The whole focus of the UNCRC incorporation bill is to proactively establish an approach in public authorities and public bodies in Scotland that is about protecting the rights of children. It is vital that such a culture is created as a consequence of the legislation, and the obligations that the bill places on public bodies are exactly the type of obligations that will enable the aspirations that Clare Adamson put to me to be fulfilled as a consequence of the legislation.
I assure Clare Adamson that much of the preparatory work has already been undertaken, but we will be able to reinforce that with the passing of the bill. There will, of course, be legal remedies available to a range of different people around the country should they feel that those rights are not fully enacted in existing legislation and not protected by the UNCRC bill.
That concludes questions on the ministerial statement.
On a point of order, Presiding Officer. This will be the first time that Parliament will undertake a reconsideration stage of a bill, and I do not believe that any member wants to see the Scottish Government setting the parameters for that. Could you advise members of what process will be developed to enable all MSPs across the Parliament to influence the bill?
Secondly, could you look at the publication of the Parliament’s legal advice, which the Presiding Officer at the time received, on the legislation and its competence when it was originally passed?
Sorry, Mr Briggs—could you repeat your second point?
It is about the publication of the Parliament’s legal advice, which the Presiding Officer at the time received and which pointed to the legal competence of the legislation when Parliament was considering it. Would that advice be published?
Legal advice is not shared, for very good reasons.

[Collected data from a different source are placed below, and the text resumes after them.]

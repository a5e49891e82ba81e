//! TR-011: Execution engine.
//!
//! Selects commands from a resolved devfile, builds validated command models
//! and dispatches their side effects to a caller-supplied [`Handler`].

pub mod command;
pub mod component;
pub mod manifest;
pub mod select;

pub use command::CommandModel;
pub use component::ComponentModel;
pub use manifest::{manifest_with_variables, substitute_variables};
pub use select::{get_command, has_command, select_default_command};

use crate::core::error::{EngineError, HandlerError};
use crate::core::types::{Command, CommandGroupKind, CommandKind, Component, Devfile, EventKind};
use rustc_hash::FxHashSet;

/// Performs the side effects requested by the engine.
///
/// Must be safe to call from several threads at once: parallel composites
/// invoke it concurrently.
pub trait Handler: Sync {
    fn apply_image(&self, component: &Component) -> Result<(), HandlerError>;
    fn apply_kubernetes(&self, component: &Component) -> Result<(), HandlerError>;
    fn execute(&self, command: &Command) -> Result<(), HandlerError>;
}

/// Build and run one command.
pub fn execute_command(
    devfile: &Devfile,
    command: &Command,
    handler: &dyn Handler,
) -> Result<(), EngineError> {
    CommandModel::new(devfile, command)?.execute(handler)
}

/// Run the default command of `kind`.
pub fn execute_command_by_kind(
    devfile: &Devfile,
    kind: CommandGroupKind,
    handler: &dyn Handler,
) -> Result<(), EngineError> {
    execute_command_by_name_and_kind(devfile, "", kind, handler, false)
}

/// Run the command `name` of `kind`, or the default one when `name` is empty.
/// With `ignore_not_found`, a missing command (or missing default) is a no-op.
pub fn execute_command_by_name_and_kind(
    devfile: &Devfile,
    name: &str,
    kind: CommandGroupKind,
    handler: &dyn Handler,
    ignore_not_found: bool,
) -> Result<(), EngineError> {
    let command = match get_command(devfile, name, kind) {
        Ok(command) => command,
        Err(EngineError::NoCommandFound { .. } | EngineError::NoDefaultCommandFound { .. })
            if ignore_not_found =>
        {
            tracing::debug!(%kind, name, "ignoring command not found");
            return Ok(());
        }
        Err(err) => return Err(err),
    };
    execute_command(devfile, command, handler)
}

/// Run the default deploy command. Fails when there is none.
pub fn deploy(devfile: &Devfile, handler: &dyn Handler) -> Result<(), EngineError> {
    execute_command_by_name_and_kind(devfile, "", CommandGroupKind::Deploy, handler, false)
}

/// Run the build command `name`, or the default build command. Without a name
/// a devfile with no build command is not an error.
pub fn build(devfile: &Devfile, name: &str, handler: &dyn Handler) -> Result<(), EngineError> {
    execute_command_by_name_and_kind(devfile, name, CommandGroupKind::Build, handler, name.is_empty())
}

pub fn has_events(devfile: &Devfile, event: EventKind) -> bool {
    devfile
        .events
        .as_ref()
        .is_some_and(|e| !e.get(event).is_empty())
}

/// Run the commands bound to `event` in order, stopping at the first failure.
pub fn execute_events(
    devfile: &Devfile,
    event: EventKind,
    handler: &dyn Handler,
) -> Result<(), EngineError> {
    let Some(events) = &devfile.events else {
        return Ok(());
    };
    for id in events.get(event) {
        let command = devfile
            .command(id)
            .ok_or_else(|| EngineError::EventCommandNotFound {
                event: event.to_string(),
                id: id.clone(),
            })?;
        tracing::info!(%event, command = %id, "running event command");
        execute_command(devfile, command, handler).map_err(|err| EngineError::Command {
            id: id.clone(),
            source: Box::new(err),
        })?;
    }
    Ok(())
}

/// Names of the container components `command` would run in, following
/// composites, deduplicated in first-use order.
pub fn container_components_for_command(
    devfile: &Devfile,
    command: &Command,
) -> Result<Vec<String>, EngineError> {
    let mut out = Vec::new();
    let mut visited = FxHashSet::default();
    collect_containers(devfile, command, &mut visited, &mut out)?;
    Ok(out)
}

fn collect_containers(
    devfile: &Devfile,
    command: &Command,
    visited: &mut FxHashSet<String>,
    out: &mut Vec<String>,
) -> Result<(), EngineError> {
    if !visited.insert(command.key()) {
        return Ok(());
    }
    let component = match &command.kind {
        CommandKind::Exec(exec) => exec.component.as_deref(),
        CommandKind::Apply(apply) => apply.component.as_deref(),
        CommandKind::Composite(composite) => {
            for sub in &composite.commands {
                let next = devfile
                    .command(sub)
                    .ok_or_else(|| EngineError::MissingSubCommand {
                        composite: command.id.clone(),
                        missing: sub.clone(),
                    })?;
                collect_containers(devfile, next, visited, out)?;
            }
            None
        }
    };
    if let Some(name) = component {
        let is_container = devfile
            .component(name)
            .is_some_and(|c| c.as_container().is_some());
        if is_container && !out.iter().any(|n| n == name) {
            out.push(name.to_string());
        }
    }
    Ok(())
}
//! Core devfile logic: types, parsing, sources, parent resolution, merging
//! and configurable parameters.

pub mod configurables;
pub mod error;
pub mod overriding;
pub mod parser;
pub mod resolver;
pub mod source;
pub mod types;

With regard to Mr Briggs’s point on the reconsideration stage, clarity will be provided for all members. The matter will be discussed at the Parliamentary Bureau and all members will be notified accordingly to enable them to fully take part in any scrutiny.
On a point of order, Presiding Officer. So as not to disappoint the Deputy First Minister, if it is your judgment that further time should be allowed for questions to be put to the Deputy First Minister, under rule 8.14.3 of standing orders, would you consider extending the time for questions? A precedent was set by the ministerial statement on Dr Gray’s maternity unit in Moray just a few months ago.
The time that was set aside today was agreed by the Parliamentary Bureau. Therefore, we will move on to the next item of business. There will be a short pause before we do so.